DATA FOR THIS EXERCISE:
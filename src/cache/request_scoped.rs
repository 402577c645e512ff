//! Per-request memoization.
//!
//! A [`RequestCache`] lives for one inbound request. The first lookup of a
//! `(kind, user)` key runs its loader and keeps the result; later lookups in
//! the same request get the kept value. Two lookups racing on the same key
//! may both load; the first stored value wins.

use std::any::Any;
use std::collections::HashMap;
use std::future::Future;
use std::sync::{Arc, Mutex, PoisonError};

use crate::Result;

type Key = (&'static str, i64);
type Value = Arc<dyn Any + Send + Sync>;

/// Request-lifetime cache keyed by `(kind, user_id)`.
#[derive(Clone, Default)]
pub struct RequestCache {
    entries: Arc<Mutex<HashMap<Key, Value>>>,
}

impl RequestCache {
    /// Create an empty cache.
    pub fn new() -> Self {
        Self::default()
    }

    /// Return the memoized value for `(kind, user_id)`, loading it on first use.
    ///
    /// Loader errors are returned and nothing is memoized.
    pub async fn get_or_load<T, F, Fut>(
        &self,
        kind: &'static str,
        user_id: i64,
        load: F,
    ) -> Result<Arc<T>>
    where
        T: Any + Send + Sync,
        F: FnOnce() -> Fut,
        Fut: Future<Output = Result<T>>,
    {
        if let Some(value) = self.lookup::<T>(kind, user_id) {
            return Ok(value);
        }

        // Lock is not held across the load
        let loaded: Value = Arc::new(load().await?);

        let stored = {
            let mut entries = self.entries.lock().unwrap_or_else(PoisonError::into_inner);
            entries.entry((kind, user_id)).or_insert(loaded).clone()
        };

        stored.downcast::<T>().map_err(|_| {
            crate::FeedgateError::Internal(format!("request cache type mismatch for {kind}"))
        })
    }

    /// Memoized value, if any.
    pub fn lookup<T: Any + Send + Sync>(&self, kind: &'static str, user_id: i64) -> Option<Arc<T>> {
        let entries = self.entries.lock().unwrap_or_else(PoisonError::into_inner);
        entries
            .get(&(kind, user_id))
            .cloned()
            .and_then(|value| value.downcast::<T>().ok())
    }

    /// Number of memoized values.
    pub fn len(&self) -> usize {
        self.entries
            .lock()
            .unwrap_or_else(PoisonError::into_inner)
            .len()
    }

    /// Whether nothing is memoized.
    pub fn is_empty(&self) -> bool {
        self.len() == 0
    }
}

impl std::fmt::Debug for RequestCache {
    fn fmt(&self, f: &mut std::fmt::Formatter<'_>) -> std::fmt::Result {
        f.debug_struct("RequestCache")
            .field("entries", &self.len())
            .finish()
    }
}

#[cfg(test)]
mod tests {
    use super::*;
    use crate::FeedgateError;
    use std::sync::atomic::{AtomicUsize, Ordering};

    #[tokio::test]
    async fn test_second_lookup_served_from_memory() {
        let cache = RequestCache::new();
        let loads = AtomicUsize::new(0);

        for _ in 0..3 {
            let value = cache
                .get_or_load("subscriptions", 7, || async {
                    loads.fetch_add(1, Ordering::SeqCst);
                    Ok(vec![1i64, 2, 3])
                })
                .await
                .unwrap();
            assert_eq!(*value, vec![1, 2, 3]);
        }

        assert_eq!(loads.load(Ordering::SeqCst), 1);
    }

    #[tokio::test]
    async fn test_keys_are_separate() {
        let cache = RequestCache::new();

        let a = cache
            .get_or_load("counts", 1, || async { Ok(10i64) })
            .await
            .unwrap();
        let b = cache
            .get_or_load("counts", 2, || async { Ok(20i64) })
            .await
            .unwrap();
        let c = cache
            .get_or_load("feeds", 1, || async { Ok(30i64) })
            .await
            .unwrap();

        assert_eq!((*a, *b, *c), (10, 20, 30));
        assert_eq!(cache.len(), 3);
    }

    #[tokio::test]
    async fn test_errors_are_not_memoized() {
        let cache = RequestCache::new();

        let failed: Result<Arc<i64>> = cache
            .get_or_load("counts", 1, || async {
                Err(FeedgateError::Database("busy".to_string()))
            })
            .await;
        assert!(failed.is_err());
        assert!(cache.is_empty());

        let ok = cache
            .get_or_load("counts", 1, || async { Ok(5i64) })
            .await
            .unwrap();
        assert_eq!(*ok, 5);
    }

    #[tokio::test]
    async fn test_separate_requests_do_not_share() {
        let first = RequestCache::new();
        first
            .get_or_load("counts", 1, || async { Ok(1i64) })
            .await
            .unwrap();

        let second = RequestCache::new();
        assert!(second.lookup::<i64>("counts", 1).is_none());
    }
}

REQUIRED WORK:
Restate the whole set of entries exactly.

TASK SOLUTION:
filename src/cache/request_scoped.rs
repository 402577c645e512ff
//! Per-request memoization.
//!
//! A [`RequestCache`] lives for one inbound request. The first lookup of a
//! `(kind, user)` key runs its loader and keeps the result; later lookups in
//! the same request get the kept value. Two lookups racing on the same key
//! may both load; the first stored value wins.

use std::any::Any;
use std::collections::HashMap;
use std::future::Future;
use std::sync::{Arc, Mutex, PoisonError};

use crate::Result;

type Key = (&'static str, i64);
type Value = Arc<dyn Any + Send + Sync>;

/// Request-lifetime cache keyed by `(kind, user_id)`.
#[derive(Clone, Default)]
pub struct RequestCache {
    entries: Arc<Mutex<HashMap<Key, Value>>>,
}

impl RequestCache {
    /// Create an empty cache.
    pub fn new() -> Self {
        Self::default()
    }

    /// Return the memoized value for `(kind, user_id)`, loading it on first use.
    ///
    /// Loader errors are returned and nothing is memoized.
    pub async fn get_or_load<T, F, Fut>(
        &self,
        kind: &'static str,
        user_id: i64,
        load: F,
    ) -> Result<Arc<T>>
    where
        T: Any + Send + Sync,
        F: FnOnce() -> Fut,
        Fut: Future<Output = Result<T>>,
    {
        if let Some(value) = self.lookup::<T>(kind, user_id) {
            return Ok(value);
        }

        // Lock is not held across the load
        let loaded: Value = Arc::new(load().await?);

        let stored = {
            let mut entries = self.entries.lock().unwrap_or_else(PoisonError::into_inner);
            entries.entry((kind, user_id)).or_insert(loaded).clone()
        };

        stored.downcast::<T>().map_err(|_| {
            crate::FeedgateError::Internal(format!("request cache type mismatch for {kind}"))
        })
    }

    /// Memoized value, if any.
    pub fn lookup<T: Any + Send + Sync>(&self, kind: &'static str, user_id: i64) -> Option<Arc<T>> {
        let entries = self.entries.lock().unwrap_or_else(PoisonError::into_inner);
        entries
            .get(&(kind, user_id))
            .cloned()
            .and_then(|value| value.downcast::<T>().ok())
    }

    /// Number of memoized values.
    pub fn len(&self) -> usize {
        self.entries
            .lock()
            .unwrap_or_else(PoisonError::into_inner)
            .len()
    }

    /// Whether nothing is memoized.
    pub fn is_empty(&self) -> bool {
        self.len() == 0
    }
}

impl std::fmt::Debug for RequestCache {
    fn fmt(&self, f: &mut std::fmt::Formatter<'_>) -> std::fmt::Result {
        f.debug_struct("RequestCache")
            .field("entries", &self.len())
            .finish()
    }
}

#[cfg(test)]
mod tests {
    use super::*;
    use crate::FeedgateError;
    use std::sync::atomic::{AtomicUsize, Ordering};

    #[tokio::test]
    async fn test_second_lookup_served_from_memory() {
        let cache = RequestCache::new();
        let loads = AtomicUsize::new(0);

        for _ in 0..3 {
            let value = cache
                .get_or_load("subscriptions", 7, || async {
                    loads.fetch_add(1, Ordering::SeqCst);
                    Ok(vec![1i64, 2, 3])
                })
                .await
                .unwrap();
            assert_eq!(*value, vec![1, 2, 3]);
        }

        assert_eq!(loads.load(Ordering::SeqCst), 1);
    }

    #[tokio::test]
    async fn test_keys_are_separate() {
        let cache = RequestCache::new();

        let a = cache
            .get_or_load("counts", 1, || async { Ok(10i64) })
            .await
            .unwrap();
        let b = cache
            .get_or_load("counts", 2, || async { Ok(20i64) })
            .await
            .unwrap();
        let c = cache
            .get_or_load("feeds", 1, || async { Ok(30i64) })
            .await
            .unwrap();

        assert_eq!((*a, *b, *c), (10, 20, 30));
        assert_eq!(cache.len(), 3);
    }

    #[tokio::test]
    async fn test_errors_are_not_memoized() {
        let cache = RequestCache::new();

        let failed: Result<Arc<i64>> = cache
            .get_or_load("counts", 1, || async {
                Err(FeedgateError::Database("busy".to_string()))
            })
            .await;
        assert!(failed.is_err());
        assert!(cache.is_empty());

        let ok = cache
            .get_or_load("counts", 1, || async { Ok(5i64) })
            .await
            .unwrap();
        assert_eq!(*ok, 5);
    }

    #[tokio::test]
    async fn test_separate_requests_do_not_share() {
        let first = RequestCache::new();
        first
            .get_or_load("counts", 1, || async { Ok(1i64) })
            .await
            .unwrap();

        let second = RequestCache::new();
        assert!(second.lookup::<i64>("counts", 1).is_none());
    }
}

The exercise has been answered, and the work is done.